My dogs clean their teeth the way wolves do — with real raw meaty bones. That keeps teeth white, gums healthy, jaws strong, and plaque nonexistent.
Training is built on relationship, instinct, and purpose — not food bribery.
The Kamia Health Pattern
When I look at my long‑lived dogs — the 12‑, 14‑, 15‑, and 17‑year‑olds — they all share the same pattern:
- intact
- grounded
- outdoors
- terrain‑raised
- working
- minimally vaccinated
- minimally medicalized
- raw‑fed
- fish‑supported
- clean‑watered
- minimally groomed
- never bathed
- never clipped
- never treated
- never cooked
This is the architecture. This is the formula.
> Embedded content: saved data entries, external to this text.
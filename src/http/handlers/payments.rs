use crate::domain::payment::{CreatePaymentRequest, ErrorEnvelope, ErrorPayload};
use crate::error::PaymentError;
use crate::repo::payment_store::PaymentStore;
use crate::service::ipn_verifier::SIGNATURE_HEADER;
use crate::AppState;
use axum::body::Bytes;
use axum::extract::rejection::JsonRejection;
use axum::extract::{Path, State};
use axum::http::{header, HeaderMap, StatusCode};
use axum::response::IntoResponse;
use axum::Json;

pub const CREATE_FAILED_MESSAGE: &str = "Failed to create transaction";

pub async fn create_payment(
    State(state): State<AppState>,
    payload: Result<Json<CreatePaymentRequest>, JsonRejection>,
) -> impl IntoResponse {
    let Json(req) = match payload {
        Ok(p) => p,
        Err(rejection) => {
            return (
                StatusCode::BAD_REQUEST,
                Json(err("INVALID_REQUEST", &rejection.body_text())),
            )
                .into_response()
        }
    };

    match state.payment_service.create_payment(req).await {
        Ok(processor_payload) => (StatusCode::OK, Json(processor_payload)).into_response(),
        Err(PaymentError::Validation(msg)) => {
            (StatusCode::BAD_REQUEST, Json(err("INVALID_REQUEST", &msg))).into_response()
        }
        Err(e) => {
            tracing::error!(error = %e, "payment creation failed");
            (
                StatusCode::INTERNAL_SERVER_ERROR,
                Json(err("TRANSACTION_FAILED", CREATE_FAILED_MESSAGE)),
            )
                .into_response()
        }
    }
}

/// Processor callback. Takes the body as raw bytes so the signature is checked
/// against exactly what was sent.
pub async fn ipn(State(state): State<AppState>, headers: HeaderMap, body: Bytes) -> impl IntoResponse {
    let signature = headers.get(SIGNATURE_HEADER).and_then(|h| h.to_str().ok());
    let content_type = headers
        .get(header::CONTENT_TYPE)
        .and_then(|h| h.to_str().ok());

    match state.ipn_service.process(&body, signature, content_type).await {
        Ok(_) => (StatusCode::OK, "OK"),
        Err(PaymentError::Authentication) => (StatusCode::FORBIDDEN, "Invalid IPN"),
        Err(PaymentError::Validation(msg)) => {
            tracing::warn!(reason = %msg, "verified notification could not be read");
            (StatusCode::BAD_REQUEST, "Invalid IPN payload")
        }
        Err(e) => {
            tracing::error!(error = %e, "notification not applied");
            (StatusCode::INTERNAL_SERVER_ERROR, "error")
        }
    }
}

pub async fn get_payment(State(state): State<AppState>, Path(txn_id): Path<String>) -> impl IntoResponse {
    match state.store.find_by_txn_id(&txn_id).await {
        Ok(Some(record)) => (StatusCode::OK, Json(record)).into_response(),
        Ok(None) => (
            StatusCode::NOT_FOUND,
            Json(err("PAYMENT_NOT_FOUND", "no payment with this txn_id")),
        )
            .into_response(),
        Err(e) => {
            tracing::error!(error = %e, txn_id = %txn_id, "payment lookup failed");
            (
                StatusCode::INTERNAL_SERVER_ERROR,
                Json(err("INTERNAL_ERROR", "lookup failed")),
            )
                .into_response()
        }
    }
}

pub async fn health() -> impl IntoResponse {
    (StatusCode::OK, "ok")
}

fn err(code: &str, message: &str) -> ErrorEnvelope {
    ErrorEnvelope {
        error: ErrorPayload {
            code: code.to_string(),
            message: message.to_string(),
            details: None,
        },
    }
}
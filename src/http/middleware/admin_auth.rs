use crate::domain::payment::{ErrorEnvelope, ErrorPayload};
use axum::body::Body;
use axum::extract::State;
use axum::http::{Request, StatusCode};
use axum::middleware::Next;
use axum::response::{IntoResponse, Response};
use axum::Json;

pub const INTERNAL_KEY_HEADER: &str = "X-Internal-Api-Key";

/// Guards the internal lookup routes. An empty configured key locks them entirely.
pub async fn require_internal_api_key(
    State(expected): State<String>,
    request: Request<Body>,
    next: Next,
) -> Response {
    let key_matches = request
        .headers()
        .get(INTERNAL_KEY_HEADER)
        .and_then(|h| h.to_str().ok())
        .is_some_and(|provided| !expected.is_empty() && provided == expected);

    if !key_matches {
        tracing::warn!(path = %request.uri().path(), "internal route called without valid key");
        let body = ErrorEnvelope {
            error: ErrorPayload {
                code: "UNAUTHORIZED".to_string(),
                message: format!("missing or invalid {INTERNAL_KEY_HEADER}"),
                details: None,
            },
        };
        return (StatusCode::UNAUTHORIZED, Json(body)).into_response();
    }

    next.run(request).await
}
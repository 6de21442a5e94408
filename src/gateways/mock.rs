use crate::error::{PaymentError, PaymentResult};
use crate::gateways::{GatewayRequest, GatewayResult, PaymentGateway};
use serde_json::json;
use std::sync::atomic::{AtomicUsize, Ordering};
use std::sync::Mutex;

/// Local stand-in for the processor, selected with `GATEWAY_ADAPTER=MOCK`.
pub struct MockGateway {
    pub behavior: String,
    /// When set every call reports this id, which lets tests force collisions.
    pub fixed_txn_id: Option<String>,
    calls: AtomicUsize,
    last_request: Mutex<Option<GatewayRequest>>,
}

impl MockGateway {
    pub fn new(behavior: &str) -> Self {
        Self {
            behavior: behavior.to_string(),
            fixed_txn_id: None,
            calls: AtomicUsize::new(0),
            last_request: Mutex::new(None),
        }
    }

    pub fn with_fixed_txn_id(mut self, txn_id: &str) -> Self {
        self.fixed_txn_id = Some(txn_id.to_string());
        self
    }

    pub fn calls(&self) -> usize {
        self.calls.load(Ordering::SeqCst)
    }

    pub fn last_request(&self) -> Option<GatewayRequest> {
        self.last_request.lock().ok().and_then(|g| g.clone())
    }
}

#[async_trait::async_trait]
impl PaymentGateway for MockGateway {
    fn name(&self) -> &'static str {
        "mock"
    }

    async fn create_transaction(&self, request: GatewayRequest) -> PaymentResult<GatewayResult> {
        self.calls.fetch_add(1, Ordering::SeqCst);
        if let Ok(mut last) = self.last_request.lock() {
            *last = Some(request.clone());
        }

        match self.behavior.as_str() {
            "ALWAYS_FAILURE" => Err(PaymentError::Upstream("mock decline".to_string())),
            "ALWAYS_TIMEOUT" => Err(PaymentError::Upstream("mock timeout".to_string())),
            _ => {
                let txn_id = self
                    .fixed_txn_id
                    .clone()
                    .unwrap_or_else(|| format!("mock_txn_{}", uuid::Uuid::new_v4().simple()));
                let payload = json!({
                    "error": "ok",
                    "result": {
                        "amount": request.amount.normalize().to_string(),
                        "txn_id": txn_id,
                        "address": "mock-address",
                        "confirms_needed": "1",
                        "timeout": 3600,
                        "checkout_url": format!("https://mock.invalid/checkout/{txn_id}"),
                        "status_url": format!("https://mock.invalid/status/{txn_id}"),
                    }
                });

                Ok(GatewayResult {
                    gateway_used: self.name().to_string(),
                    transaction_id: txn_id,
                    payload,
                })
            }
        }
    }
}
This is why our Kamia Elkhounds live the way they do.
The Proof in the Population
Across hundreds of Kamia dogs, I’ve seen:
- less than 2% chronic illness
- zero orthopedic collapse in intact males
- zero endocrine disorders
- zero chronic medication
- zero cancer in intact dogs
Average lifespan: 12–15 years Extreme health end: 16–17 years
This isn’t theory — it’s lived data.
The Architecture of Health
Health isn’t a product. It’s a structure. It’s an environment. It’s a philosophy.
The Kamia Health Architecture is built on:
- intact physiology
- terrain conditioning
- natural feeding
- minimal interference
- real work
- real environment
This is what produces dogs that live long, stay sound, and die naturally at home.